Personal information
- Born: August 29, 1924 Glassport, Pennsylvania, U.S.
- Died: April 20, 2007 (aged 82) Elizabeth Township, Pennsylvania, U.S.
- Height: 6 ft 2 in (1.88 m)
- Weight: 211 lb (96 kg)

Career information
- High school: Glassport (Pennsylvania)
- College: St. Bonaventure

Career history
- Pittsburgh Steelers (1950–1952); Green Bay Packers (1953);

Career statistics
- Games played: 44
- Interceptions: 1
- Fumbles recovered: 3
- Stats at Pro Football Reference

= George Hays (American football) =

American football player (1924–2007)

George Hays (August 29, 1924 – April 20, 2007) was a defensive end in the National Football League.

==Biography==
Hays was born George William Hays in Glassport, Pennsylvania.
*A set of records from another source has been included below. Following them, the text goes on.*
use super::constants::{FrameConstants, LightConstants, MaterialConstants, UberConstants};
use super::globals::{FactoryGlobals, GlobalBindings, SamplerSlot};
use super::render_targets::{RenderTargetGroup, RenderTargetId, Resolution};
use crate::rhi::error::ResourceError;
use crate::rhi::resource::{
    AddressMode, BlendDesc, BlendFactor, BlendOperation, BlendState, ComparisonFunction,
    ConstantBuffer, CullMode, DepthStencilDesc, DepthStencilState, FillMode, Filter,
    RasterizerDesc, RasterizerState, Sampler, SamplerDesc, StencilOperation, StructuredBuffer,
    Texture,
};
use crate::rhi::settings::RhiSettings;
use crate::rhi::traits::RhiDevice;

/// The per-frame constant buffers.
#[derive(Debug, Clone)]
pub struct FactoryConstantBuffers {
    /// [`FrameConstants`].
    pub frame: Arc<ConstantBuffer>,
    /// [`UberConstants`].
    pub uber: Arc<ConstantBuffer>,
    /// [`LightConstants`].
    pub light: Arc<ConstantBuffer>,
    /// [`MaterialConstants`].
    pub material: Arc<ConstantBuffer>,
}

/// Depth-stencil states, named `<depth>_<stencil>` where `rw` is read-write,
/// `r` read-only, `w` write and `off` disabled.
#[derive(Debug, Clone)]
pub struct DepthStencilStates {
    /// No depth, no stencil.
    pub off_off: Arc<DepthStencilState>,
    /// Depth test and write, no stencil.
    pub rw_off: Arc<DepthStencilState>,
    /// Depth test only, no stencil.
    pub r_off: Arc<DepthStencilState>,
    /// No depth, stencil test.
    pub off_r: Arc<DepthStencilState>,
    /// Depth test and write, stencil write.
    pub rw_w: Arc<DepthStencilState>,
}

/// Rasterizer states.
#[derive(Debug, Clone)]
pub struct RasterizerStates {
    /// Back-face culling, solid fill.
    pub cull_back_solid: Arc<RasterizerState>,
    /// Back-face culling, wireframe.
    pub cull_back_wireframe: Arc<RasterizerState>,
    /// Shadow rendering for point and spot lights.
    pub light_point_spot: Arc<RasterizerState>,
    /// Shadow rendering for directional lights.
    pub light_directional: Arc<RasterizerState>,
}

/// Blend states.
#[derive(Debug, Clone)]
pub struct BlendStates {
    /// Blending off.
    pub disabled: Arc<BlendState>,
    /// Standard alpha blending.
    pub alpha: Arc<BlendState>,
    /// Additive blending.
    pub additive: Arc<BlendState>,
}

/// Owns the renderer's standard GPU objects.
pub struct ResourceFactory {
    device: Arc<dyn RhiDevice>,
    settings: RhiSettings,
    render_resolution: Resolution,
    output_resolution: Resolution,
    constant_buffers: FactoryConstantBuffers,
    counter_buffer: Arc<StructuredBuffer>,
    depth_stencil_states: DepthStencilStates,
    rasterizer_states: RasterizerStates,
    blend_states: BlendStates,
    render_targets: BTreeMap<RenderTargetId, Arc<Texture>>,
    globals: Arc<FactoryGlobals>,
}

impl ResourceFactory {
    /// Creates every standard object for the given resolutions.
    pub fn new(
        device: Arc<dyn RhiDevice>,
        settings: RhiSettings,
        render_resolution: Resolution,
        output_resolution: Resolution,
    ) -> Result<Self, ResourceError> {
        let constant_buffers = create_constant_buffers(device.as_ref())?;
        let counter_buffer = StructuredBuffer::new(
            device.as_ref(),
            "counter",
            std::mem::size_of::<u32>() as u32,
            1,
        )?;
        let depth_stencil_states = create_depth_stencil_states(device.as_ref(), &settings)?;
        let rasterizer_states = create_rasterizer_states(device.as_ref(), &settings)?;
        let blend_states = create_blend_states(device.as_ref())?;
        let samplers =
            create_samplers(device.as_ref(), &settings, render_resolution, output_resolution)?;

        let globals = Arc::new(FactoryGlobals::new(GlobalBindings {
            frame: constant_buffers.frame.clone(),
            uber: constant_buffers.uber.clone(),
            samplers,
        }));

        let mut factory = Self {
            device,
            settings,
            render_resolution,
            output_resolution,
            constant_buffers,
            counter_buffer,
            depth_stencil_states,
            rasterizer_states,
            blend_states,
            render_targets: BTreeMap::new(),
            globals,
        };
        factory.create_render_targets(&[
            RenderTargetGroup::Render,
            RenderTargetGroup::Output,
            RenderTargetGroup::Fixed,
            RenderTargetGroup::Dynamic,
        ])?;

        log::info!(
            "Resource factory ready: render {}x{}, output {}x{}, {} render targets",
            render_resolution.width,
            render_resolution.height,
            output_resolution.width,
            output_resolution.height,
            factory.render_targets.len()
        );
        Ok(factory)
    }

    /// (Re)creates the render targets of the given groups.
    pub fn create_render_targets(
        &mut self,
        groups: &[RenderTargetGroup],
    ) -> Result<(), ResourceError> {
        for id in RenderTargetId::ALL {
            if !groups.contains(&id.group()) {
                continue;
            }
            let desc = id.describe(self.render_resolution, self.output_resolution);
            let texture = Texture::new(self.device.as_ref(), desc)?;
            self.render_targets.insert(id, texture);
        }
        Ok(())
    }

    /// Applies new resolutions, recreating only what depends on the ones that
    /// changed. Returns the render target groups that were recreated.
    pub fn resize(
        &mut self,
        render_resolution: Resolution,
        output_resolution: Resolution,
    ) -> Result<Vec<RenderTargetGroup>, ResourceError> {
        let render_changed = render_resolution != self.render_resolution;
        let output_changed = output_resolution != self.output_resolution;
        if !render_changed && !output_changed {
            return Ok(Vec::new());
        }

        let previous_bias = mip_lod_bias(self.render_resolution, self.output_resolution);
        self.render_resolution = render_resolution;
        self.output_resolution = output_resolution;

        let mut groups = Vec::new();
        if render_changed {
            groups.push(RenderTargetGroup::Render);
        }
        if output_changed {
            groups.push(RenderTargetGroup::Output);
        }
        groups.push(RenderTargetGroup::Dynamic);
        self.create_render_targets(&groups)?;

        if mip_lod_bias(render_resolution, output_resolution) != previous_bias {
            self.recreate_anisotropic_sampler()?;
        }

        log::debug!(
            "Resized render targets to render {}x{}, output {}x{} ({:?})",
            render_resolution.width,
            render_resolution.height,
            output_resolution.width,
            output_resolution.height,
            groups
        );
        Ok(groups)
    }

    /// Recreates the anisotropic sampler with a new maximum anisotropy.
    pub fn on_anisotropy_changed(&mut self, anisotropy: u32) -> Result<(), ResourceError> {
        if self.settings.anisotropy == anisotropy {
            return Ok(());
        }
        self.settings.anisotropy = anisotropy;
        self.recreate_anisotropic_sampler()
    }

    fn recreate_anisotropic_sampler(&mut self) -> Result<(), ResourceError> {
        let sampler = anisotropic_sampler(
            self.device.as_ref(),
            &self.settings,
            self.render_resolution,
            self.output_resolution,
        )?;
        self.globals
            .replace_sampler(SamplerSlot::AnisotropicWrap, sampler);
        Ok(())
    }

    /// The render target `id`, if it has been created.
    pub fn render_target(&self, id: RenderTargetId) -> Option<&Arc<Texture>> {
        self.render_targets.get(&id)
    }

    /// The sampler bound at `slot`.
    pub fn sampler(&self, slot: SamplerSlot) -> Arc<Sampler> {
        self.globals.bindings().samplers[slot as usize].clone()
    }

    /// The shared resources to install with
    /// [`RhiContext::set_global_shader_resources`](crate::rhi::RhiContext::set_global_shader_resources).
    pub fn globals(&self) -> &Arc<FactoryGlobals> {
        &self.globals
    }

    /// The per-frame constant buffers.
    pub fn constant_buffers(&self) -> &FactoryConstantBuffers {
        &self.constant_buffers
    }

    /// A single `u32` structured buffer used as an atomic counter.
    pub fn counter_buffer(&self) -> &Arc<StructuredBuffer> {
        &self.counter_buffer
    }

    /// The depth-stencil states.
    pub fn depth_stencil_states(&self) -> &DepthStencilStates {
        &self.depth_stencil_states
    }

    /// The rasterizer states.
    pub fn rasterizer_states(&self) -> &RasterizerStates {
        &self.rasterizer_states
    }

    /// The blend states.
    pub fn blend_states(&self) -> &BlendStates {
        &self.blend_states
    }

    /// The current render resolution.
    pub fn render_resolution(&self) -> Resolution {
        self.render_resolution
    }

    /// The current output resolution.
    pub fn output_resolution(&self) -> Resolution {
        self.output_resolution
    }
}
Hays was inducted into the Mon Valley Sports Hall of Fame on December 16, 1977, at the Big Ten Banquet.

==Career==
George Hays served in the US Army during World War II. He played football at the collegiate level at St. Bonaventure University. Then he spent three seasons (1950–1952) with the Pittsburgh Steelers, before playing his final season with the Green Bay Packers in 1953. He played as a defensive end for both teams.

After his NFL career, he worked as a school teacher for the Elizabeth Forward School District. He also taught at Glassport High School, Monessen City School District, and Braddock High School. All four districts are located in southwestern Pennsylvania. He was also a football coach for the University of Dayton.

In 2001, Hays was given an Honorable Mention on the Steelers Depot's All-Undrafted team for the Defensive End position.